Norbert Gstreins „Eine Ahnung vom Anfang“ handelt von einem Lehrer, der versucht, über den Selbstmord seines Bruders hinwegzukommen, unter anderem indem er seinen Lieblingsschüler Daniel in einem „Experiment“ mit denselben Büchern versorgt, die er auch seinem Bruder zu lesen gab. Selbiger Lieblingsschüler beschäftigt aber nicht nur ihn, sondern auch den Religionslehrer und insbesondere einen missionarischen Reverend aus Amerika. Alle gemeinsam oder auch alle ohneinander suchen sie nach tiefen Wahrheiten, nach Sinn, nach sich selbst.

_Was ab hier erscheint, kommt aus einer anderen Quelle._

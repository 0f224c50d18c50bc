//! Julian date codes (`YY` + three-digit day of year) and the clock seam.

use chrono::{DateTime, Datelike, Local, NaiveDate, NaiveDateTime};

/// Source of "today" for date codes.
pub trait Clock: Send + Sync {
    /// The current local calendar date.
    fn today(&self) -> NaiveDate;
}

/// Reads the system's local date.
#[derive(Debug, Clone, Copy, Default)]
pub struct SystemClock;

impl Clock for SystemClock {
    fn today(&self) -> NaiveDate {
        Local::now().date_naive()
    }
}

/// Always reports the same date.
#[derive(Debug, Clone, Copy)]
pub struct FixedClock(pub NaiveDate);

impl Clock for FixedClock {
    fn today(&self) -> NaiveDate {
        self.0
    }
}

/// Format a date as `YYDDD`.
pub fn julian_code(date: NaiveDate) -> String {
    format!("{:02}{:03}", date.year().rem_euclid(100), date.ordinal())
}

/// Julian code for an optional caller-supplied date, falling back to `today`.
///
/// Accepts `YYYY-MM-DD`, RFC 3339 timestamps, and `YYYY-MM-DDTHH:MM:SS`.
/// Blank or unparseable input silently uses `today`.
pub fn julian_date(supplied: Option<&str>, today: NaiveDate) -> String {
    let date = supplied.and_then(parse_date).unwrap_or(today);
    julian_code(date)
}

fn parse_date(raw: &str) -> Option<NaiveDate> {
    let raw = raw.trim();
    if raw.is_empty() {
        return None;
    }
    if let Ok(d) = NaiveDate::parse_from_str(raw, "%Y-%m-%d") {
        return Some(d);
    }
    if let Ok(dt) = DateTime::parse_from_rfc3339(raw) {
        return Some(dt.date_naive());
    }
    NaiveDateTime::parse_from_str(raw, "%Y-%m-%dT%H:%M:%S")
        .ok()
        .map(|dt| dt.date())
}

Als Jahre später eine Bombendrohung mit einem Aufruf zur Umkehr am Bahnhof des Dorfes gefunden wird, sind sich alle schnell einig, dass nur Daniel dahinter stecken kann. Sein Lehrer wird angefeindet, er soll Daniel mit seinen Büchern auf den falschen Weg gebracht haben.

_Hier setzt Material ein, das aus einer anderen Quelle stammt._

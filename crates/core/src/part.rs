//! Parts and label requests as they cross the caller boundary.

use std::fmt;
use std::str::FromStr;

use serde::{Deserialize, Serialize};

use crate::LabelError;

/// A manufacturable item, as listed in the parts catalog.
///
/// Accepts both the wire names (`partNumber`, ...) and the catalog export's
/// legacy names (`Part_Number`, ...).
#[derive(Debug, Clone, PartialEq, Eq, Serialize, Deserialize)]
#[serde(rename_all = "camelCase")]
pub struct Part {
    /// Unique part identifier; also the counter key.
    #[serde(alias = "Part_Number")]
    pub part_number: String,
    /// Display/grouping prefix printed next to the serial.
    #[serde(alias = "Serial_Prefix", default)]
    pub serial_prefix: String,
    /// Format id of the label template.
    #[serde(alias = "Label_Format")]
    pub label_format: String,
    /// Free-text description.
    #[serde(alias = "Part_Description", default)]
    pub description: String,
}

/// What a label request does with the counter.
#[derive(Debug, Clone, Copy, PartialEq, Eq, Hash)]
pub enum RenderMode {
    /// Allocate `quantity` serials and advance the counter.
    Print,
    /// Render one label showing the next serial; no allocation.
    Preview,
    /// Re-render historical serials; no allocation.
    Reprint,
}

impl RenderMode {
    /// Wire name of the mode.
    pub fn as_str(self) -> &'static str {
        match self {
            RenderMode::Print => "print",
            RenderMode::Preview => "preview",
            RenderMode::Reprint => "reprint",
        }
    }

    /// Message code reported on success.
    pub fn success_code(self) -> &'static str {
        match self {
            RenderMode::Print => "backend.print.print_success",
            RenderMode::Preview => "backend.print.preview_success",
            RenderMode::Reprint => "backend.print.reprint_success",
        }
    }
}

impl fmt::Display for RenderMode {
    fn fmt(&self, f: &mut fmt::Formatter<'_>) -> fmt::Result {
        f.write_str(self.as_str())
    }
}

impl FromStr for RenderMode {
    type Err = LabelError;

    fn from_str(s: &str) -> Result<Self, Self::Err> {
        match s {
            "print" => Ok(RenderMode::Print),
            "preview" => Ok(RenderMode::Preview),
            "reprint" => Ok(RenderMode::Reprint),
            other => Err(LabelError::UnknownMode(other.to_string())),
        }
    }
}

fn default_quantity() -> u32 {
    1
}

/// A label generation request in wire form.
///
/// `mode` stays a string here so an unknown mode becomes a structured
/// [`LabelError::UnknownMode`] response instead of a decode failure.
#[derive(Debug, Clone, PartialEq, Eq, Serialize, Deserialize)]
#[serde(rename_all = "camelCase")]
pub struct LabelRequest {
    /// The part to label.
    pub part: Part,
    /// Number of labels; must be at least 1.
    #[serde(default = "default_quantity")]
    pub quantity: u32,
    /// `print`, `preview` or `reprint`.
    pub mode: String,
    /// Reprint only: production date (ISO 8601).
    #[serde(default, skip_serializing_if = "Option::is_none")]
    pub date: Option<String>,
    /// Reprint only: first serial; `"0"` means the counter's `next`.
    #[serde(default, skip_serializing_if = "Option::is_none")]
    pub serial_number: Option<String>,
}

Das ist ja nun das erste zentrale Thema des Romans: Es ist ein Roman über das Lesen, über die Macht von Büchern. So glaubt der Protagonist doch selbst, seinen Bruder durch die Lektüre, die er ihm empfohlen hat, in den Selbstmord getrieben zu haben und vermutet er daher doch, wie andere auch, dass die Bücher auch schuld sind an Daniels wirrem Lebensweg. Das zweite Thema ist die Suche nach einem übergeordneten Sinn, nach sich selbst, nach einer höheren Macht. Und diese Suche wird – so lese ich den Roman – enttäuscht. Das Leben ist nun mal leider erstaunlich banal, die großen Katastrophen gehen vorbei und danach geht es weiter wie zuvor – auch für den Lehrer, der am Ende des Buches sein Leben am Fluss wieder aufnimmt, wiederum in Begleitung eines Jungen, dessen er sich annimmt. Anscheinend haben seine Bücher weder seinen Bruder in den Tod, noch Daniel auf Abwege geführt. Gemeinsam ist den männlichen Figuren des Romans – dem Lehrer, Daniel, dem Reverend – ihr Bedürfnis nach Überinterpretation der Wirklichkeit und ihrer eigenen Bedeutung. Alles, was geschieht, wird bis zur Verschwörungstheorie gedeutet, die Wirklichkeit wird grundsätzlich auf die eigentliche Wirklichkeit dahinter hin befragt und natürlich hat alles etwas mit einem selbst zu tun. Unvorstellbar, dass die Bombenandrohung einfach einen banalen Hintergrund haben könnte, nein, selbstverständlich war es der Lieblingsschüler Daniel, der noch dazu von irgendjemandem auf diesen (Ab)Weg geführt wurde. Und so badet der Lehrer in narzisstischer Selbstschau, alles hat mit ihm zu tun, alles ist interpretationsbedürftig, sogar das Verhalten der Kollegen und Schüler: Wenn sie sich auffällig verhalten, wollen sie ihm damit etwas sagen, wenn sie sich unauffällig verhalten, wollen sie ihm selbstverständlich auch etwas sagen, da sie sich ja dann auffällig unauffällig verhalten.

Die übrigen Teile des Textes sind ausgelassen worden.